Das die Bekleidung erstklassig verarbeitet ist, versteht sich ja eigentlich von selbst. Rukka gewährt immerhin bemerkenswerte fünf Jahre Garantie. Die Jacke ist in den Größen 42 bis 62 in schwarz bzw. in schwarz mit titan, gelb oder rot zu bekommen. Die Hose gibt es nur in schwarz, dafür aber zusätzlich in den kurzen Größen 48 bis 66.
Alles super also? Ja, eigentlich schon – die Empfehlungen in den gängigen Internet-Foren sind ganz sicher nicht übertrieben. Nur der Preis schmerzt ein wenig. Knapp 900,- Kracher für die Jacke und 680,- für die Hose – da muss Oma lange für stricken. Andererseits bieten viele Händler aber auch für Bekleidung und Zubehör Finanzierungen an, die man nach Ansicht des Autors in einem solchen Fall ruhig in Anspruch nehmen sollte. Mit einer super Ausstattung macht jedes Hobby gleich noch mal so viel Spaß.
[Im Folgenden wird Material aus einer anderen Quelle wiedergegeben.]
//! Intrinsic function resolution.

use super::attributes::{ArnParts, format_attribute};
use super::context::EvaluationContext;
use crate::error::EvaluationError;
use serde_json::{Map, Value};

/// Whether a JSON object is an intrinsic function node.
///
/// An intrinsic node is an object with exactly one key that is either `Ref`
/// or starts with `Fn::`.
pub fn is_intrinsic(map: &Map<String, Value>) -> bool {
    map.len() == 1
        && map
            .keys()
            .next()
            .is_some_and(|key| key == "Ref" || key.starts_with("Fn::"))
}

impl EvaluationContext {
    /// Resolve every intrinsic node in `value`.
    ///
    /// Values without intrinsic nodes are returned as an unchanged copy; the
    /// input is never mutated.
    ///
    /// # Errors
    ///
    /// Any unresolvable reference, unknown attribute or unsupported function
    /// fails the whole evaluation.
    pub fn evaluate(&self, value: &Value) -> Result<Value, EvaluationError> {
        match value {
            Value::Array(items) => items
                .iter()
                .map(|item| self.evaluate(item))
                .collect::<Result<Vec<_>, _>>()
                .map(Value::Array),
            Value::Object(map) if is_intrinsic(map) => {
                let Some((name, args)) = map.iter().next() else {
                    return Ok(Value::Object(Map::new()));
                };
                self.evaluate_function(name, args)
            }
            Value::Object(map) => map
                .iter()
                .map(|(key, item)| Ok((key.clone(), self.evaluate(item)?)))
                .collect::<Result<Map<_, _>, EvaluationError>>()
                .map(Value::Object),
            scalar => Ok(scalar.clone()),
        }
    }

    /// Resolve `value` and require the result to be a string.
    ///
    /// Numbers and booleans are rendered the way CloudFormation renders them.
    ///
    /// # Errors
    ///
    /// Fails if evaluation fails or the result is an array, object or null.
    pub fn evaluate_string(&self, value: &Value) -> Result<String, EvaluationError> {
        let evaluated = self.evaluate(value)?;
        scalar_to_string(&evaluated).ok_or_else(|| {
            EvaluationError::invalid_arguments("expression", format!("expected a string, got {evaluated}"))
        })
    }

    fn evaluate_function(&self, name: &str, args: &Value) -> Result<Value, EvaluationError> {
        let args = self.evaluate(args)?;
        match name {
            "Ref" => {
                let target = args
                    .as_str()
                    .ok_or_else(|| EvaluationError::invalid_arguments("Ref", "expected a logical ID"))?;
                self.resolve_ref(target)
            }
            "Fn::GetAtt" => {
                let (logical_id, attribute) = get_att_args(&args)?;
                self.resolve_get_att(&logical_id, &attribute)
            }
            "Fn::Join" => join(&args),
            "Fn::Split" => split(&args),
            "Fn::Select" => select(args),
            "Fn::Sub" => self.substitute(&args),
            "Fn::ImportValue" => {
                let export = args.as_str().ok_or_else(|| {
                    EvaluationError::invalid_arguments("Fn::ImportValue", "expected an export name")
                })?;
                self.exports
                    .get(export)
                    .map(|value| Value::String(value.clone()))
                    .ok_or_else(|| EvaluationError::ExportNotFound(export.to_string()))
            }
            other => Err(EvaluationError::UnsupportedFunction(other.to_string())),
        }
    }

    /// Resolve a `Ref` target.
    ///
    /// Lookup order: pseudo parameters, the parameter table, the template's
    /// declared parameter default, then the physical ID of a deployed resource.
    pub(super) fn resolve_ref(&self, name: &str) -> Result<Value, EvaluationError> {
        if let Some(value) = self.environment.pseudo_parameter(name) {
            return Ok(Value::String(value.to_string()));
        }
        if let Some(value) = self.parameters.get(name) {
            return Ok(value.clone());
        }
        if let Some(default) = self
            .template()
            .parameters
            .get(name)
            .and_then(|declaration| declaration.default.as_ref())
        {
            return Ok(default.clone());
        }
        if let Some(physical_id) = self.resources().physical_id(name) {
            return Ok(Value::String(physical_id.to_string()));
        }
        Err(EvaluationError::RefNotFound(name.to_string()))
    }

    pub(super) fn resolve_get_att(
        &self,
        logical_id: &str,
        attribute: &str,
    ) -> Result<Value, EvaluationError> {
        let not_found = || EvaluationError::AttributeNotFound {
            logical_id: logical_id.to_string(),
            attribute: attribute.to_string(),
        };

        // the stack's own outputs, used to pass values between nested stacks
        if logical_id == "Outputs" {
            let output = self.template().outputs.get(attribute).ok_or_else(not_found)?;
            return self.evaluate(&output.value);
        }

        let resource = self.resources().get(logical_id).ok_or_else(not_found)?;

        if let Some(output_name) = attribute.strip_prefix("Outputs.") {
            if resource.resource_type == crate::template::NESTED_STACK_TYPE {
                let child = self.nested_stack_context(logical_id)?.ok_or_else(not_found)?;
                if child.stack().stack_name.is_none() {
                    return Err(not_found());
                }
                return child.resolve_get_att("Outputs", output_name);
            }
        }

        let environment = self.environment();
        let parts = ArnParts {
            partition: &environment.partition,
            region: &environment.region,
            account: &environment.account_id,
            resource_type: &resource.resource_type,
            physical_id: &resource.physical_id,
        };
        format_attribute(attribute, &parts).map(Value::String)
    }
}

/// Render a scalar the way CloudFormation stringifies it.
pub(crate) fn scalar_to_string(value: &Value) -> Option<String> {
    match value {
        Value::String(s) => Some(s.clone()),
        Value::Number(n) => Some(n.to_string()),
        Value::Bool(b) => Some(b.to_string()),
        _ => None,
    }
}

fn get_att_args(args: &Value) -> Result<(String, String), EvaluationError> {
    let invalid = || EvaluationError::invalid_arguments("Fn::GetAtt", "expected [LogicalId, Attribute]");
    match args {
        Value::Array(parts) if parts.len() == 2 => {
            let logical_id = parts[0].as_str().ok_or_else(invalid)?;
            let attribute = scalar_to_string(&parts[1]).ok_or_else(invalid)?;
            Ok((logical_id.to_string(), attribute))
        }
        Value::String(dotted) => dotted
            .split_once('.')
            .map(|(id, attr)| (id.to_string(), attr.to_string()))
            .ok_or_else(invalid),
        _ => Err(invalid()),
    }
}

fn join(args: &Value) -> Result<Value, EvaluationError> {
    let invalid = |reason: &str| EvaluationError::invalid_arguments("Fn::Join", reason);
    let Value::Array(parts) = args else {
        return Err(invalid("expected [delimiter, [values]]"));
    };
    let [delimiter, Value::Array(values)] = parts.as_slice() else {
        return Err(invalid("expected [delimiter, [values]]"));
    };
    let delimiter = delimiter.as_str().ok_or_else(|| invalid("delimiter must be a string"))?;

    let strings = values
        .iter()
        .map(|v| scalar_to_string(v).ok_or_else(|| invalid("values must be strings")))
        .collect::<Result<Vec<_>, _>>()?;
    Ok(Value::String(strings.join(delimiter)))
}

fn split(args: &Value) -> Result<Value, EvaluationError> {
    let invalid = || EvaluationError::invalid_arguments("Fn::Split", "expected [delimiter, string]");
    let Value::Array(parts) = args else {
        return Err(invalid());
    };
    let [Value::String(delimiter), Value::String(source)] = parts.as_slice() else {
        return Err(invalid());
    };
    Ok(Value::Array(
        source
            .split(delimiter.as_str())
            .map(|s| Value::String(s.to_string()))
            .collect(),
    ))
}

fn select(args: Value) -> Result<Value, EvaluationError> {
    let invalid = |reason: String| EvaluationError::invalid_arguments("Fn::Select", reason);
    let Value::Array(parts) = args else {
        return Err(invalid("expected [index, [values]]".to_string()));
    };
    let mut parts = parts.into_iter();
    let (Some(index), Some(Value::Array(values)), None) = (parts.next(), parts.next(), parts.next())
    else {
        return Err(invalid("expected [index, [values]]".to_string()));
    };

    let index = match &index {
        Value::Number(n) => n.as_u64(),
        Value::String(s) => s.parse::<u64>().ok(),
        _ => None,
    }
    .ok_or_else(|| invalid(format!("index {index} is not a non-negative integer")))?;

    let len = values.len();
    usize::try_from(index)
        .ok()
        .and_then(|i| values.into_iter().nth(i))
        .ok_or_else(|| invalid(format!("index {index} is out of bounds for {len} values")))
}
//! Conversation history and transcript persistence
//!
//! A session is the in-memory list of turns; transcripts are sessions saved
//! to disk as indented JSON arrays of `{role, content}` objects.

pub mod store;
pub mod transcript;

pub use store::{Role, Session, Turn};
pub use transcript::{TranscriptInfo, TranscriptStore};
//! Chat session: owns the conversation and drives one request per message

use parley_core::config::{Config, ServiceErrorPolicy};
use parley_core::session::{Session, TranscriptInfo, TranscriptStore, Turn};
use parley_core::utils::truncate;
use parley_providers::{LLMProvider, Message, Usage};
use std::path::{Path, PathBuf};
use std::sync::Arc;
use tracing::{debug, info, warn};

use crate::command::{parse_input, Command, Input};
use crate::error::{ChatError, ChatResult};

/// Per-request settings, fixed for the life of a session
#[derive(Debug, Clone)]
pub struct ChatSettings {
    pub model: String,
    pub max_tokens: u32,
    pub system_prompt: String,
    pub on_service_error: ServiceErrorPolicy,
}

impl ChatSettings {
    pub fn from_config(config: &Config) -> Self {
        Self {
            model: config.chat.model.clone(),
            max_tokens: config.chat.max_tokens,
            system_prompt: config.chat.system_prompt.clone(),
            on_service_error: config.chat.on_service_error,
        }
    }
}

/// Result of handling one console line
#[derive(Debug)]
pub enum Outcome {
    /// Blank input, nothing happened
    Ignored,
    /// The model's reply to a chat message
    Reply(String),
    Saved(PathBuf),
    Loaded { path: PathBuf, turns: usize },
    Cleared,
    Tokens(usize),
    Transcripts(Vec<TranscriptInfo>),
    Help,
    Quit,
}

/// The conversation session manager.
///
/// Owns the history exclusively. Every chat message appends a user turn,
/// sends the full history to the provider and, on success, appends the
/// assistant turn. Nothing here is fatal: every failure comes back as a
/// [`ChatError`] and the session stays usable.
pub struct ChatSession {
    provider: Arc<dyn LLMProvider>,
    settings: ChatSettings,
    store: TranscriptStore,
    session: Session,
    last_usage: Option<Usage>,
}

impl ChatSession {
    /// Create an empty chat session
    pub fn new(
        provider: Arc<dyn LLMProvider>,
        settings: ChatSettings,
        store: TranscriptStore,
    ) -> Self {
        Self {
            provider,
            settings,
            store,
            session: Session::new(),
            last_usage: None,
        }
    }

    /// Create a chat session from loaded configuration
    pub fn from_config(provider: Arc<dyn LLMProvider>, config: &Config) -> Self {
        Self::new(
            provider,
            ChatSettings::from_config(config),
            TranscriptStore::new(config.storage_dir()),
        )
    }

    /// Current conversation history
    pub fn session(&self) -> &Session {
        &self.session
    }

    pub fn settings(&self) -> &ChatSettings {
        &self.settings
    }

    /// Provider-reported usage of the last successful request
    pub fn last_usage(&self) -> Option<Usage> {
        self.last_usage
    }

    /// Classify a console line and act on it
    pub async fn handle_line(&mut self, line: &str) -> ChatResult<Outcome> {
        match parse_input(line)? {
            Input::Empty => Ok(Outcome::Ignored),
            Input::Message(text) => Ok(self
                .submit(&text)
                .await?
                .map_or(Outcome::Ignored, Outcome::Reply)),
            Input::Command(command) => self.execute(command),
        }
    }

    /// Run a local command
    pub fn execute(&mut self, command: Command) -> ChatResult<Outcome> {
        debug!(?command, "Executing command");
        match command {
            Command::Quit => Ok(Outcome::Quit),
            Command::Save(path) => self.save(path.as_deref()).map(Outcome::Saved),
            Command::Load(path) => {
                let turns = self.load(&path)?;
                Ok(Outcome::Loaded { path, turns })
            }
            Command::Clear => {
                self.clear();
                Ok(Outcome::Cleared)
            }
            Command::Tokens => Ok(Outcome::Tokens(self.estimate_tokens())),
            Command::List => self.list_saved().map(Outcome::Transcripts),
            Command::Help => Ok(Outcome::Help),
        }
    }

    /// Send a chat message and return the reply.
    ///
    /// Blank input is ignored and yields `Ok(None)`. The user turn is
    /// appended before the request goes out. If the request fails the turn
    /// stays in the history unless the session is configured to roll back.
    pub async fn submit(&mut self, text: &str) -> ChatResult<Option<String>> {
        let text = text.trim();
        if text.is_empty() {
            return Ok(None);
        }

        self.session.push(Turn::user(text));
        let messages: Vec<Message> = self.session.turns().iter().map(Message::from).collect();

        info!(
            model = %self.settings.model,
            turns = messages.len(),
            preview = %truncate(text, 80),
            "Submitting message"
        );

        let system = Some(self.settings.system_prompt.clone()).filter(|s| !s.trim().is_empty());
        let result = self
            .provider
            .chat(
                messages,
                system,
                Some(self.settings.model.clone()),
                self.settings.max_tokens,
            )
            .await;

        match result {
            Ok(response) => {
                self.last_usage = Some(response.usage);
                self.session.push(Turn::assistant(response.content.clone()));
                debug!(turns = self.session.len(), "Reply appended");
                Ok(Some(response.content))
            }
            Err(e) => {
                warn!(error = %e, policy = ?self.settings.on_service_error, "Completion request failed");
                if self.settings.on_service_error == ServiceErrorPolicy::Rollback {
                    self.session.pop();
                }
                Err(ChatError::Service(e))
            }
        }
    }

    /// Save the conversation. Without a path it is written to the storage
    /// directory as `conversation_<YYYYMMDD_HHMMSS>.json`.
    pub fn save(&self, path: Option<&Path>) -> ChatResult<PathBuf> {
        let saved = self.store.save(&self.session, path)?;
        info!(path = %saved.display(), turns = self.session.len(), "Conversation saved");
        Ok(saved)
    }

    /// Replace the conversation with a saved one and return its turn count.
    /// On any error the current conversation is left untouched.
    pub fn load(&mut self, path: &Path) -> ChatResult<usize> {
        let loaded = self.store.load(path)?;
        let turns = loaded.len();
        self.session = loaded;
        info!(path = %path.display(), turns, "Conversation loaded");
        Ok(turns)
    }

    /// Forget the conversation
    pub fn clear(&mut self) {
        self.session.clear();
        debug!("Conversation cleared");
    }

    /// Approximate token count: total whitespace-delimited words
    pub fn estimate_tokens(&self) -> usize {
        self.session.estimate_tokens()
    }

    /// Saved conversations in the storage directory, newest first
    pub fn list_saved(&self) -> ChatResult<Vec<TranscriptInfo>> {
        Ok(self.store.list()?)
    }
}
//! Errors surfaced to the console loop

use parley_providers::ProviderError;
use std::path::PathBuf;
use thiserror::Error;

/// Every error a chat session can report. None of them end the session;
/// the console prints the message and keeps reading input.
#[derive(Error, Debug)]
pub enum ChatError {
    /// Bad command usage, e.g. `/load` without a filename
    #[error("{0}")]
    Usage(String),

    /// Conversation file does not exist
    #[error("File not found: {}", .0.display())]
    NotFound(PathBuf),

    /// Conversation file exists but could not be parsed
    #[error("Could not read conversation from {}: {reason}", path.display())]
    Malformed { path: PathBuf, reason: String },

    /// The completion service failed
    #[error("{0}")]
    Service(#[from] ProviderError),

    /// Reading or writing transcripts failed
    #[error("{0}")]
    Storage(parley_core::Error),
}

pub type ChatResult<T> = Result<T, ChatError>;

impl From<parley_core::Error> for ChatError {
    fn from(e: parley_core::Error) -> Self {
        match e {
            parley_core::Error::NotFound(path) => ChatError::NotFound(path),
            parley_core::Error::MalformedTranscript { path, reason } => {
                ChatError::Malformed { path, reason }
            }
            other => ChatError::Storage(other),
        }
    }
}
Einen annähernd hohen Tragekomfort, wobei hier nicht der Komfort beim Stadtbummel sondern der auf dem Motorrad gemeint ist, erfuhr der Autor bisher nur bei einer anderen Textil-Kombi. Überzeugen konnte vor 11 Jahren (bma 2/96) die Dane Kombi Europe, damals ebenfalls sehr teuer und auch mit einem scheinbar steifen Dreilagenlaminat ausgestattet. Hier enden die Gemeinsamkeiten aber schon fast, denn die Rukka Armax-Kombi ist material- und ausstattungstechnisch viel weiter entwickelt als der Vorfahre aus einer Zeit, als die Fotos im bma noch schwarz/weiß waren.